How is killing an unborn child defined by the State as murder one day, and okay the next day? Like flicking off a light switch, one moment it was illegal to take the life of the child, but now, even while acknowledging the gruesome way both mum and child died, the perpetrator has nothing to answer, at least in relation to this young one. The situation is even more morally absurd given the new abortion laws rely on permission being given by the mother and a doctor.
According to the Daily Mail, Queens District Attorney Richard A. Brown says that the man showed “no mercy and no regard for human life.”

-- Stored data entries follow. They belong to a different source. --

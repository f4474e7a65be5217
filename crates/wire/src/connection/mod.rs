//! Server side response writing
//!
//! # Components
//!
//! - [`ResponseWriter`]: wraps the outgoing stream and enforces that the response head is written
//!   before the body and at most once
//!   - [`WriterState::HeaderPending`] until [`ResponseWriter::write_header`] succeeds
//!   - [`WriterState::HeaderSent`] afterwards, further head writes fail with
//!     [`SendError::HeaderAlreadyWritten`](crate::protocol::SendError::HeaderAlreadyWritten)

mod response_writer;

pub use response_writer::ResponseWriter;
pub use response_writer::WriterState;
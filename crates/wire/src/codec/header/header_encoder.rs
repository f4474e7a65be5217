//! Header section encoding.
//!
//! Each entry holding at least one value is written as `Name: v1,v2\r\n`. Values are joined with
//! a bare comma and are not escaped. The section always ends with one blank `\r\n` line.

use std::io;
use std::io::Write;

use crate::protocol::Header;

pub(crate) const CRLF: &[u8] = b"\r\n";
const COLON_SPACE: &[u8] = b": ";
const COMMA: &[u8] = b",";

/// Writes `header` and the terminating blank line to `writer`.
pub fn encode_header<W: Write + ?Sized>(header: &Header, writer: &mut W) -> io::Result<()> {
    for (name, values) in header {
        if values.is_empty() {
            continue;
        }

        writer.write_all(name.as_bytes())?;
        writer.write_all(COLON_SPACE)?;
        for (i, value) in values.iter().enumerate() {
            if i > 0 {
                writer.write_all(COMMA)?;
            }
            writer.write_all(value.as_bytes())?;
        }
        writer.write_all(CRLF)?;
    }
    writer.write_all(CRLF)
}

#[cfg(test)]
mod tests {
    use super::*;
    use crate::codec::LineReader;
    use crate::codec::header::decode_header;

    #[test]
    fn single_entry() {
        let mut header = Header::new();
        header.set("Accept", ["text/html", "*/*"]);

        let mut buf = Vec::new();
        encode_header(&header, &mut buf).unwrap();

        assert_eq!(buf, b"Accept: text/html,*/*\r\n\r\n");
    }

    #[test]
    fn empty_header_is_blank_line() {
        let mut buf = Vec::new();
        encode_header(&Header::new(), &mut buf).unwrap();

        assert_eq!(buf, b"\r\n");
    }

    #[test]
    fn skips_entries_without_values() {
        let mut header = Header::new();
        header.insert_raw("X-Nothing".into(), vec![]);
        header.set("Host", ["h"]);

        let mut buf = Vec::new();
        encode_header(&header, &mut buf).unwrap();

        assert_eq!(buf, b"Host: h\r\n\r\n");
    }

    #[test]
    fn round_trip() {
        let mut header = Header::new();
        header.set("Host", ["example.com"]);
        header.set("Accept-Encoding", ["gzip", "br"]);
        header.set("Content-Length", ["42"]);
        header.add("X-Forwarded-For", ["10.0.0.1", "10.0.0.2"]);

        let mut buf = Vec::new();
        encode_header(&header, &mut buf).unwrap();

        let parsed = decode_header(&mut LineReader::new(&buf[..])).unwrap();
        assert_eq!(parsed, header);
    }
}
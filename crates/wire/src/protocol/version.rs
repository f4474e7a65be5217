//! The `NAME/MAJOR.MINOR` protocol token.

use std::fmt;

use http::Version;

/// A protocol name with its numeric version.
///
/// A token whose version part is missing or not numeric is kept with `major` and `minor` set to
/// [`ProtoVersion::UNKNOWN`] instead of being rejected. The sentinel is rendered as is, so such
/// a token formats as `NAME/-1.-1`.
#[derive(Debug, Clone, PartialEq, Eq, Hash)]
pub struct ProtoVersion {
    pub prefix: String,
    pub major: i32,
    pub minor: i32,
}

impl ProtoVersion {
    pub const UNKNOWN: i32 = -1;

    pub fn new<S: Into<String>>(prefix: S, major: i32, minor: i32) -> Self {
        Self { prefix: prefix.into(), major, minor }
    }

    /// Parses a protocol token; never fails.
    pub fn parse(s: &str) -> Self {
        let Some((prefix, version)) = s.split_once('/') else {
            return Self::new(s, Self::UNKNOWN, Self::UNKNOWN);
        };

        let numbers = version
            .split_once('.')
            .and_then(|(major, minor)| Some((major.parse::<i32>().ok()?, minor.parse::<i32>().ok()?)));

        match numbers {
            Some((major, minor)) => Self::new(prefix, major, minor),
            None => Self::new(prefix, Self::UNKNOWN, Self::UNKNOWN),
        }
    }

    pub fn is_known(&self) -> bool {
        self.major != Self::UNKNOWN && self.minor != Self::UNKNOWN
    }

    /// Maps an `HTTP/x.y` token onto [`http::Version`], if it names one.
    pub fn http_version(&self) -> Option<Version> {
        if self.prefix != "HTTP" {
            return None;
        }
        match (self.major, self.minor) {
            (0, 9) => Some(Version::HTTP_09),
            (1, 0) => Some(Version::HTTP_10),
            (1, 1) => Some(Version::HTTP_11),
            (2, 0) => Some(Version::HTTP_2),
            (3, 0) => Some(Version::HTTP_3),
            _ => None,
        }
    }
}

/// `HTTP/1.1`
impl Default for ProtoVersion {
    fn default() -> Self {
        Self::new("HTTP", 1, 1)
    }
}

impl fmt::Display for ProtoVersion {
    fn fmt(&self, f: &mut fmt::Formatter<'_>) -> fmt::Result {
        write!(f, "{}/{}.{}", self.prefix, self.major, self.minor)
    }
}

impl From<Version> for ProtoVersion {
    fn from(version: Version) -> Self {
        match version {
            Version::HTTP_09 => Self::new("HTTP", 0, 9),
            Version::HTTP_10 => Self::new("HTTP", 1, 0),
            Version::HTTP_2 => Self::new("HTTP", 2, 0),
            Version::HTTP_3 => Self::new("HTTP", 3, 0),
            _ => Self::default(),
        }
    }
}

#[cfg(test)]
mod tests {
    use super::*;

    #[test]
    fn parse_http_11() {
        assert_eq!(ProtoVersion::parse("HTTP/1.1"), ProtoVersion::new("HTTP", 1, 1));
    }

    #[test]
    fn parse_without_slash() {
        let proto = ProtoVersion::parse("HTTP");
        assert_eq!(proto, ProtoVersion::new("HTTP", -1, -1));
        assert!(!proto.is_known());
    }

    #[test]
    fn parse_non_numeric() {
        assert_eq!(ProtoVersion::parse("HTTP/x.y"), ProtoVersion::new("HTTP", -1, -1));
        assert_eq!(ProtoVersion::parse("HTTP/1.y"), ProtoVersion::new("HTTP", -1, -1));
        assert_eq!(ProtoVersion::parse("HTTP/2"), ProtoVersion::new("HTTP", -1, -1));
    }

    #[test]
    fn parse_other_prefix() {
        assert_eq!(ProtoVersion::parse("RTSP/2.0"), ProtoVersion::new("RTSP", 2, 0));
        assert_eq!(ProtoVersion::parse("RTSP/2.0").http_version(), None);
    }

    #[test]
    fn display() {
        assert_eq!(ProtoVersion::default().to_string(), "HTTP/1.1");
        assert_eq!(ProtoVersion::parse("HTTP").to_string(), "HTTP/-1.-1");
        assert_eq!(ProtoVersion::parse("HTTP/1.0").to_string(), "HTTP/1.0");
    }

    #[test]
    fn to_http_version() {
        assert_eq!(ProtoVersion::parse("HTTP/1.0").http_version(), Some(Version::HTTP_10));
        assert_eq!(ProtoVersion::parse("HTTP/1.1").http_version(), Some(Version::HTTP_11));
        assert_eq!(ProtoVersion::parse("HTTP/x.y").http_version(), None);
        assert_eq!(ProtoVersion::from(Version::HTTP_2).to_string(), "HTTP/2.0");
    }
}
//! Main entry point for the Teecraft t-shirt customizer

use anyhow::{bail, Result};
use crossterm::{
    event::{self, DisableBracketedPaste, EnableBracketedPaste},
    execute,
    terminal::{disable_raw_mode, enable_raw_mode, EnterAlternateScreen, LeaveAlternateScreen},
};
use ratatui::{backend::CrosstermBackend, Terminal};
use std::{
    io::{self, Stdout},
    panic,
    path::PathBuf,
    time::{Duration, Instant},
};

use teecraft::{
    config::Config,
    form::FieldChange,
    input::handle_event,
    logging,
    render_engines::mockup::{render_mockup, MockupInput},
    sink::NotifySink,
    state::AppShell,
    terminal_capabilities::detect_capabilities,
    theme::Theme,
    ui,
    upload::{select_file, ImageRef, ResourceRegistry},
};

/// Target frame time for 60 FPS
const FRAME_TIME_MS: u64 = 16;

/// Command line options
#[derive(Debug, Default)]
struct Args {
    image: Option<PathBuf>,
    text: Option<String>,
    theme: Option<String>,
    render_once: bool,
    plain: bool,
}

impl Args {
    fn parse() -> Self {
        let mut args = Args::default();
        let mut iter = std::env::args().skip(1);
        while let Some(a) = iter.next() {
            match a.as_str() {
                "--image" => args.image = iter.next().map(PathBuf::from),
                "--text" => args.text = iter.next(),
                "--theme" => args.theme = iter.next(),
                "--render-once" => args.render_once = true,
                "--plain" => args.plain = true,
                other => eprintln!("Ignoring unknown argument '{}'", other),
            }
        }
        args
    }
}

fn main() -> Result<()> {
    // Set up panic hook to restore terminal on panic
    let original_hook = panic::take_hook();
    panic::set_hook(Box::new(move |panic_info| {
        let _ = disable_raw_mode();
        let _ = execute!(io::stdout(), LeaveAlternateScreen, DisableBracketedPaste);
        original_hook(panic_info);
    }));

    let args = Args::parse();

    let config = match Config::load() {
        Ok(config) => config,
        Err(e) => {
            eprintln!("Warning: {:#}, using defaults", e);
            Config::default()
        }
    };

    // Logging is best effort; the app works without a log file
    match logging::initialize_logging(&config.logging.level) {
        Ok(path) => tracing::info!(log = ?path, "logging initialized"),
        Err(e) => eprintln!("Warning: {:#}", e),
    }

    let capabilities = detect_capabilities(config.preview.color);
    tracing::debug!(color = capabilities.color_support.name(), size = ?capabilities.size, "terminal detected");

    if args.render_once {
        return run_render_once(&args, &config, capabilities.color_support);
    }

    let mut shell = AppShell::new(config, capabilities, Box::new(NotifySink));
    shell.mount();

    if let Some(path) = args.image.as_deref() {
        match select_file(Some(path)) {
            Some(file) => shell.handle_image_upload(file),
            None => eprintln!("Could not read image: {}", path.display()),
        }
    }
    if let Some(text) = args.text {
        shell.apply_change(FieldChange::CustomText(text));
    }

    let mut terminal = setup_terminal()?;

    let result = run_event_loop(&mut terminal, &mut shell);

    // Release the shortcut and the uploaded image before leaving
    shell.teardown();

    cleanup_terminal(terminal)?;

    result
}

/// Set up the terminal for TUI rendering
fn setup_terminal() -> Result<Terminal<CrosstermBackend<Stdout>>> {
    enable_raw_mode()?;
    let mut stdout = io::stdout();
    execute!(stdout, EnterAlternateScreen, EnableBracketedPaste)?;
    let backend = CrosstermBackend::new(stdout);
    let terminal = Terminal::new(backend)?;
    Ok(terminal)
}

/// Restore terminal to normal state
fn cleanup_terminal(mut terminal: Terminal<CrosstermBackend<Stdout>>) -> Result<()> {
    disable_raw_mode()?;
    execute!(
        terminal.backend_mut(),
        LeaveAlternateScreen,
        DisableBracketedPaste
    )?;
    terminal.show_cursor()?;
    Ok(())
}

/// Main event loop - handles input and renders UI
fn run_event_loop(
    terminal: &mut Terminal<CrosstermBackend<Stdout>>,
    shell: &mut AppShell,
) -> Result<()> {
    let frame_duration = Duration::from_millis(FRAME_TIME_MS);

    loop {
        let frame_start = Instant::now();

        terminal.draw(|frame| ui::render(frame, shell))?;

        let timeout = frame_duration.saturating_sub(frame_start.elapsed());
        if event::poll(timeout)? {
            handle_event(event::read()?, shell)?;
        }

        if shell.should_quit {
            break;
        }
    }

    Ok(())
}

/// Print a single mockup to stdout without starting the TUI
fn run_render_once(
    args: &Args,
    config: &Config,
    color: teecraft::terminal_capabilities::ColorSupport,
) -> Result<()> {
    let theme = match args.theme.as_deref() {
        Some(name) => match Theme::from_name(name) {
            Some(theme) => theme,
            None => bail!("Unknown theme '{}' (expected classic, dark or vibrant)", name),
        },
        None => Theme::default(),
    };

    let resources = ResourceRegistry::new();
    let handle = match args.image.as_deref() {
        Some(path) => match select_file(Some(path)) {
            Some(file) => Some(resources.create(&file)),
            None => bail!("Could not read image: {}", path.display()),
        },
        None => None,
    };

    let reference = handle
        .as_ref()
        .map(|h| h.reference().clone())
        .unwrap_or(ImageRef::Placeholder);
    let image = resources.resolve(&reference);

    let mockup = render_mockup(&MockupInput {
        image: &image,
        custom_text: args.text.as_deref().unwrap_or(""),
        theme,
        width: config.preview.width,
        max_height: None,
    });

    if args.plain {
        print!("{}", mockup.to_plain());
    } else {
        print!("{}", mockup.to_ansi(color));
    }

    Ok(())
}
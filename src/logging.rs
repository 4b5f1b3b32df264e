//! Logging setup
//!
//! The terminal is owned by the TUI, so log output goes to a file in the data
//! directory instead of stderr.

use anyhow::{Context, Result};
use directories::ProjectDirs;
use std::path::PathBuf;
use tracing_subscriber::{fmt, prelude::*, EnvFilter};

/// Environment variable consulted after `RUST_LOG`
pub const LOG_ENV: &str = "TEECRAFT_LOG";

pub const LOG_FILE: &str = "teecraft.log";

/// Directory the log file is written to
pub fn log_dir() -> PathBuf {
    ProjectDirs::from("com", "teecraft", "teecraft")
        .map(|dirs| dirs.data_local_dir().to_path_buf())
        .unwrap_or_else(|| PathBuf::from(".teecraft"))
}

/// Pick the filter directive: `RUST_LOG`, then `TEECRAFT_LOG`, then the configured level.
pub fn filter_directive(configured: &str) -> String {
    std::env::var("RUST_LOG")
        .or_else(|_| std::env::var(LOG_ENV))
        .unwrap_or_else(|_| format!("{}={}", env!("CARGO_CRATE_NAME"), configured))
}

/// Install the global file subscriber. Returns the log file path.
pub fn initialize_logging(configured_level: &str) -> Result<PathBuf> {
    let directory = log_dir();
    std::fs::create_dir_all(&directory)
        .with_context(|| format!("Failed to create log directory: {:?}", directory))?;
    let log_path = directory.join(LOG_FILE);
    let log_file = std::fs::File::create(&log_path)
        .with_context(|| format!("Failed to create log file: {:?}", log_path))?;

    let filter = EnvFilter::try_new(filter_directive(configured_level))
        .unwrap_or_else(|_| EnvFilter::new("info"));

    let file_layer = fmt::layer()
        .with_file(true)
        .with_line_number(true)
        .with_writer(log_file)
        .with_target(false)
        .with_ansi(false)
        .with_filter(filter);

    tracing_subscriber::registry()
        .with(file_layer)
        .try_init()
        .context("Failed to install log subscriber")?;

    Ok(log_path)
}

When murder is no longer considered murder, what have we become? When a man can stab another human being to death and then have a charge dropped because the law no longer considers the act unjust, what have we become?
There is an obvious disjunction here. It is as clear as last week’s comments that were made by Virginia’s Governor Ralph Northam, who advocated a position for infanticide. And yet society is forced to close its ears and suppress the conscience in order to maintain and the unfettered and indefensible mantra of a ‘woman’s right to choose’.
Let the reader understand, this program of dehumanisation is far from finishing its course. Not only is infanticide now on the table, but murder charges can be expunged when society deems a person outside the protection of the law. The evolving sitz im leben in New York State is one example of a movement that is taking hold across many Western societies where it is no longer possible to even assume let alone uphold the basic laws that gave rise to the very notion of justice and righteousness.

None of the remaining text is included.